Financing growth is not as risky as getting left behind
If we want to keep our standard of living and maintain our technological leadership, our economy cannot afford to neglect this disparity. The new “Zukunftsfonds” (“Future Fund”) that was recently announced by the German government is good news. A step in the right direction. Facilitated by KfW, the government is planning to invest 10 billion EUR to be matched by private investors. In the end, about 30 billion EUR could help Germany catch-up on the VC front.
The plans show that German politics understands that our country can only profit from investing in innovative start-ups and helping them scale-up. If not only seed but also growth financing is provided, that money is not lost. Qualified jobs are created, know-how stays in the country. Not all ideas will be successful. But some will be to such an extent that the failures are compensated by far. Basically, every angel investor can confirm that.
There certainly is a risk in financing something new and innovative. But in the end, not investing in innovation will be much riskier for our future competitiveness and thus standard of living.
There will likely be further steps on the path to catching-up
It looks like the “Zukunftsfonds” is not the end of the road. There are a lot of discussions going on, how to further improve conditions for growth companies in Germany. We are observing them with great interest.
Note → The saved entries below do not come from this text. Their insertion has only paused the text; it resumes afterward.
use serde::Deserialize;
use std::{fs, path::Path};

use crate::features::{FEATURE_ARITY, FEATURE_COLUMNS};
use crate::sequence::Scaler;

#[derive(Debug, thiserror::Error)]
pub enum MetaError {
    #[error("failed to read meta at {path}: {source}")]
    Read {
        path: String,
        source: std::io::Error,
    },
    #[error("failed to parse meta.json: {0}")]
    Parse(#[from] serde_json::Error),
    #[error("feat_list column {position} is {found:?}, expected {expected:?}")]
    ColumnOrder {
        position: usize,
        expected: &'static str,
        found: String,
    },
    #[error("meta declares {found} {what}, expected {expected}")]
    Dimension {
        what: &'static str,
        expected: usize,
        found: usize,
    },
}

/// Sidecar persisted next to a trained model: column contract and scaler.
#[derive(Deserialize, Debug, Clone, PartialEq)]
pub struct ModelMeta {
    pub feat_list: Vec<String>,
    pub in_dim: Option<usize>,
    pub window_size: Option<usize>,
    pub scaler: Option<Scaler>,
}

impl ModelMeta {
    pub fn load(path: impl AsRef<Path>, window_size: usize) -> Result<Self, MetaError> {
        let path = path.as_ref();
        let txt = fs::read_to_string(path).map_err(|source| MetaError::Read {
            path: path.display().to_string(),
            source,
        })?;
        Self::parse(&txt, window_size)
    }

    pub fn parse(txt: &str, window_size: usize) -> Result<Self, MetaError> {
        let meta: ModelMeta = serde_json::from_str(txt)?;
        meta.check(window_size)?;
        Ok(meta)
    }

    fn check(&self, window_size: usize) -> Result<(), MetaError> {
        if self.feat_list.len() != FEATURE_ARITY {
            return Err(MetaError::Dimension {
                what: "feat_list entries",
                expected: FEATURE_ARITY,
                found: self.feat_list.len(),
            });
        }
        for (position, (found, expected)) in self.feat_list.iter().zip(FEATURE_COLUMNS).enumerate() {
            if found != expected {
                return Err(MetaError::ColumnOrder {
                    position,
                    expected,
                    found: found.clone(),
                });
            }
        }
        let in_dim = self.in_dim.unwrap_or(self.feat_list.len());
        if in_dim != FEATURE_ARITY {
            return Err(MetaError::Dimension {
                what: "in_dim",
                expected: FEATURE_ARITY,
                found: in_dim,
            });
        }
        if let Some(w) = self.window_size {
            if w != window_size {
                return Err(MetaError::Dimension {
                    what: "window_size",
                    expected: window_size,
                    found: w,
                });
            }
        }
        if let Some(s) = &self.scaler {
            for (what, len) in [("scaler.mean entries", s.arity()), ("scaler.scale entries", s.scale.len())] {
                if len != FEATURE_ARITY {
                    return Err(MetaError::Dimension {
                        what,
                        expected: FEATURE_ARITY,
                        found: len,
                    });
                }
            }
        }
        Ok(())
    }
}

#[cfg(test)]
mod tests {
    use super::*;
    use serde_json::json;

    fn meta_json(cols: Vec<&str>) -> serde_json::Value {
        json!({
            "feat_list": cols,
            "window_size": 7,
            "scaler": { "mean": vec![0.0; 19], "scale": vec![1.0; 19] },
        })
    }

    #[test]
    fn test_accepts_contract_columns() {
        let txt = meta_json(FEATURE_COLUMNS.to_vec()).to_string();
        let meta = ModelMeta::parse(&txt, 7).unwrap();
        assert_eq!(meta.scaler.unwrap().arity(), 19);
    }

    #[test]
    fn test_rejects_reordered_columns() {
        let mut cols = FEATURE_COLUMNS.to_vec();
        cols.swap(0, 1);
        let err = ModelMeta::parse(&meta_json(cols).to_string(), 7).unwrap_err();
        assert!(matches!(err, MetaError::ColumnOrder { position: 0, expected: "day", .. }));
    }

    #[test]
    fn test_rejects_window_mismatch() {
        let txt = meta_json(FEATURE_COLUMNS.to_vec()).to_string();
        let err = ModelMeta::parse(&txt, 14).unwrap_err();
        assert!(matches!(err, MetaError::Dimension { what: "window_size", .. }));
    }

    #[test]
    fn test_rejects_short_scaler() {
        let mut v = meta_json(FEATURE_COLUMNS.to_vec());
        v["scaler"]["scale"] = json!([1.0, 2.0]);
        let err = ModelMeta::parse(&v.to_string(), 7).unwrap_err();
        assert!(matches!(err, MetaError::Dimension { found: 2, .. }));
    }

    #[test]
    fn test_missing_file() {
        let err = ModelMeta::load("does/not/exist/meta.json", 7).unwrap_err();
        assert!(err.to_string().starts_with("failed to read meta at does/not/exist/meta.json"));
    }
}
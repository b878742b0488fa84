use anyhow::{bail, Context, Result};
use tch::{kind::Kind, CModule, Device, Tensor};

use super::{
    project_growth, GrowthForecast, GrowthQuery, ModelError, ModelInfo, ModelNote, ModelService,
    SeriesForecast, SeriesQuery,
};
use crate::features::FEATURE_ARITY;
use crate::sequence::SequenceTensor;

const MODEL_TYPE: &str = "TorchScript Fish Growth Model";

/// TorchScript module mapping a `[1, window, arity]` window to the number of
/// days until the target weight.
pub struct TorchGrowthModel {
    model: CModule,
    device: Device,
    window_size: usize,
    model_path: String,
}

impl TorchGrowthModel {
    pub fn load(model_path: &str, window_size: usize) -> Result<Self> {
        let device = Device::Cpu;

        let model = CModule::load_on_device(model_path, device)
            .with_context(|| format!("failed to load TorchScript {}", model_path))?;

        // Probe output shape with a dummy forward; expect a single scalar per batch.
        let dummy = Tensor::zeros(
            [1, window_size as i64, FEATURE_ARITY as i64],
            (Kind::Float, device),
        );
        let t = model.forward_ts(&[dummy])?;
        let sz = t.size();
        if sz.iter().product::<i64>() != 1 {
            bail!("unexpected model output size: {:?}", sz);
        }

        Ok(Self {
            model,
            device,
            window_size,
            model_path: model_path.to_string(),
        })
    }

    fn days_to_target(&self, tensor: &SequenceTensor) -> Result<f64, ModelError> {
        let (rows, cols) = tensor.shape();
        if rows != self.window_size || cols != FEATURE_ARITY {
            return Err(ModelError::InputShape {
                expected: (self.window_size, FEATURE_ARITY),
                actual: (rows, cols),
            });
        }

        let input = Tensor::from_slice(tensor.as_slice())
            .reshape([1, rows as i64, cols as i64])
            .to_device(self.device);

        let out = self
            .model
            .forward_ts(&[input])
            .map_err(|e| ModelError::Inference(e.to_string()))?;
        Ok(out.reshape([-1]).double_value(&[0]))
    }
}

impl ModelService for TorchGrowthModel {
    fn info(&self) -> ModelInfo {
        ModelInfo {
            model_type: MODEL_TYPE.to_string(),
            is_trained: true,
            output_type: "Days until target weight".to_string(),
            model_path: Some(self.model_path.clone()),
            note: None,
        }
    }

    fn predict(&self, tensor: &SequenceTensor, query: &GrowthQuery) -> Result<GrowthForecast, ModelError> {
        let days = self.days_to_target(tensor)?;
        if !days.is_finite() {
            return Err(ModelError::Inference(format!("non-finite output {}", days)));
        }
        let remaining = query.target_weight - query.current_weight();
        let daily_gain = if days > 0.0 { remaining / days } else { remaining };
        let (predictions, summary) = project_growth(query, daily_gain)?;
        Ok(GrowthForecast {
            predictions,
            summary,
            model_info: ModelNote {
                model_type: MODEL_TYPE.to_string(),
                note: None,
            },
        })
    }

    fn forecast_series(&self, _query: &SeriesQuery) -> Result<SeriesForecast, ModelError> {
        Err(ModelError::Unsupported("series forecasting"))
    }
}
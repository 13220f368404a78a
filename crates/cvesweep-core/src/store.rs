//! Synchronized aggregation of per-unit results.

use crate::error::StoreError;
use crate::model::{SbomArtifact, VulnerabilityFinding};
use crate::pipeline::UnitOutcome;
use parking_lot::Mutex;
use std::collections::{BTreeMap, HashSet};

#[derive(Debug, Default)]
struct StoreInner {
    sboms: BTreeMap<String, SbomArtifact>,
    findings: BTreeMap<String, Vec<VulnerabilityFinding>>,
    outcomes: Vec<UnitOutcome>,
    /// Units written through `commit`; their entries are final.
    committed: HashSet<String>,
}

/// Point-in-time copy of the store contents.
#[derive(Debug, Clone, Default)]
pub struct StoreSnapshot {
    pub sboms: BTreeMap<String, SbomArtifact>,
    pub findings: BTreeMap<String, Vec<VulnerabilityFinding>>,
    pub outcomes: Vec<UnitOutcome>,
}

/// Shared result maps for one orchestration run.
///
/// The maps are only reachable through the mutex. Each key is written once;
/// a later write for the same unit is rejected.
#[derive(Debug, Default)]
pub struct ResultStore {
    inner: Mutex<StoreInner>,
}

impl ResultStore {
    pub fn new() -> Self {
        Self::default()
    }

    pub fn put(&self, unit_id: &str, artifact: SbomArtifact) -> Result<(), StoreError> {
        let mut inner = self.inner.lock();
        if inner.sboms.contains_key(unit_id) {
            return Err(StoreError::DuplicateUnit(unit_id.to_string()));
        }
        inner.sboms.insert(unit_id.to_string(), artifact);
        Ok(())
    }

    /// Append to the unit's findings, creating the entry if needed. Order is kept.
    /// A unit that was already committed is rejected.
    pub fn append_findings(
        &self,
        unit_id: &str,
        findings: Vec<VulnerabilityFinding>,
    ) -> Result<(), StoreError> {
        let mut inner = self.inner.lock();
        if inner.committed.contains(unit_id) {
            return Err(StoreError::DuplicateUnit(unit_id.to_string()));
        }
        inner
            .findings
            .entry(unit_id.to_string())
            .or_default()
            .extend(findings);
        Ok(())
    }

    /// Write a unit's artifact and findings under a single lock acquisition,
    /// so readers never see one without the other.
    pub fn commit(
        &self,
        unit_id: &str,
        artifact: SbomArtifact,
        findings: Vec<VulnerabilityFinding>,
    ) -> Result<(), StoreError> {
        let mut inner = self.inner.lock();
        if inner.sboms.contains_key(unit_id) || inner.findings.contains_key(unit_id) {
            return Err(StoreError::DuplicateUnit(unit_id.to_string()));
        }
        inner.sboms.insert(unit_id.to_string(), artifact);
        inner.findings.insert(unit_id.to_string(), findings);
        inner.committed.insert(unit_id.to_string());
        Ok(())
    }

    pub fn record_outcome(&self, outcome: UnitOutcome) {
        self.inner.lock().outcomes.push(outcome);
    }

    pub fn len(&self) -> usize {
        self.inner.lock().sboms.len()
    }

    pub fn is_empty(&self) -> bool {
        self.len() == 0
    }

    pub fn snapshot(&self) -> StoreSnapshot {
        let inner = self.inner.lock();
        StoreSnapshot {
            sboms: inner.sboms.clone(),
            findings: inner.findings.clone(),
            outcomes: inner.outcomes.clone(),
        }
    }

    /// Consume the store once every writer is done.
    pub fn into_results(self) -> StoreSnapshot {
        let inner = self.inner.into_inner();
        StoreSnapshot {
            sboms: inner.sboms,
            findings: inner.findings,
            outcomes: inner.outcomes,
        }
    }
}

#[cfg(test)]
mod tests {
    use super::*;
    use crate::model::Severity;
    use std::sync::Arc;

    fn finding(cve: &str) -> VulnerabilityFinding {
        VulnerabilityFinding {
            cve_id: cve.to_string(),
            severity: Severity::High,
            package: "libxyz".to_string(),
            current_version: "1.0".to_string(),
            fixed_version: None,
            path: "/usr/lib/libxyz.so".to_string(),
        }
    }

    #[test]
    fn test_put_rejects_second_write() {
        let store = ResultStore::new();
        store.put("12345", SbomArtifact::new("a")).unwrap();
        let err = store.put("12345", SbomArtifact::new("b")).unwrap_err();
        assert_eq!(err, StoreError::DuplicateUnit("12345".to_string()));
        assert_eq!(store.snapshot().sboms["12345"].as_bytes(), b"a");
    }

    #[test]
    fn test_append_findings_preserves_order() {
        let store = ResultStore::new();
        store
            .append_findings("12345", vec![finding("CVE-1"), finding("CVE-2")])
            .unwrap();
        store.append_findings("12345", vec![finding("CVE-3")]).unwrap();
        let ids: Vec<_> = store.snapshot().findings["12345"]
            .iter()
            .map(|f| f.cve_id.clone())
            .collect();
        assert_eq!(ids, vec!["CVE-1", "CVE-2", "CVE-3"]);
    }

    #[test]
    fn test_commit_writes_both_maps() {
        let store = ResultStore::new();
        store
            .commit("12345", SbomArtifact::new("sbom"), vec![finding("CVE-1")])
            .unwrap();
        let snapshot = store.into_results();
        assert_eq!(snapshot.sboms.len(), 1);
        assert_eq!(snapshot.findings["12345"].len(), 1);
    }

    #[test]
    fn test_commit_rejects_existing_key_in_either_map() {
        let store = ResultStore::new();
        store.append_findings("12345", vec![]).unwrap();
        let err = store
            .commit("12345", SbomArtifact::new("sbom"), vec![])
            .unwrap_err();
        assert!(matches!(err, StoreError::DuplicateUnit(_)));
        assert!(store.is_empty());
    }

    #[test]
    fn test_committed_findings_cannot_be_extended() {
        let store = ResultStore::new();
        store
            .commit("12345", SbomArtifact::new("sbom"), vec![finding("CVE-1")])
            .unwrap();

        let err = store
            .append_findings("12345", vec![finding("CVE-2")])
            .unwrap_err();
        assert_eq!(err, StoreError::DuplicateUnit("12345".to_string()));
        assert_eq!(store.snapshot().findings["12345"].len(), 1);
    }

    #[test]
    fn test_concurrent_commits_are_not_lost() {
        let store = Arc::new(ResultStore::new());
        let handles: Vec<_> = (0..16)
            .map(|t| {
                let store = Arc::clone(&store);
                std::thread::spawn(move || {
                    for i in 0..50 {
                        let id = format!("unit-{t}-{i}");
                        store
                            .commit(&id, SbomArtifact::new(id.clone()), vec![finding("CVE-1")])
                            .unwrap();
                    }
                })
            })
            .collect();
        for handle in handles {
            handle.join().unwrap();
        }

        let snapshot = store.snapshot();
        assert_eq!(snapshot.sboms.len(), 800);
        assert_eq!(snapshot.findings.len(), 800);
    }
}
Do we need better possibilities for insurers and pension funds to invest in start-ups and thus diversify their allocations with potentially high-yield assets? This is common practice in other countries, like Switzerland. And what is going to happen to employee stock option plans (ESOP)? They are an instrument for many start-ups to attract talent. Expectations in the media and start-up scene exist that the newly elected government will re-open this file, after a recent reform did not result in any major change.
There is such an innovative start-up scene in Germany. We are seeing and speaking to fantastic companies with great ideas and bright and passionate founders – a big potential to tap. So, can Germany finally catch-up on growth financing? We believe, the “Zukunftsfonds” is an important step in the right direction. Let’s see what other steps will follow on that path.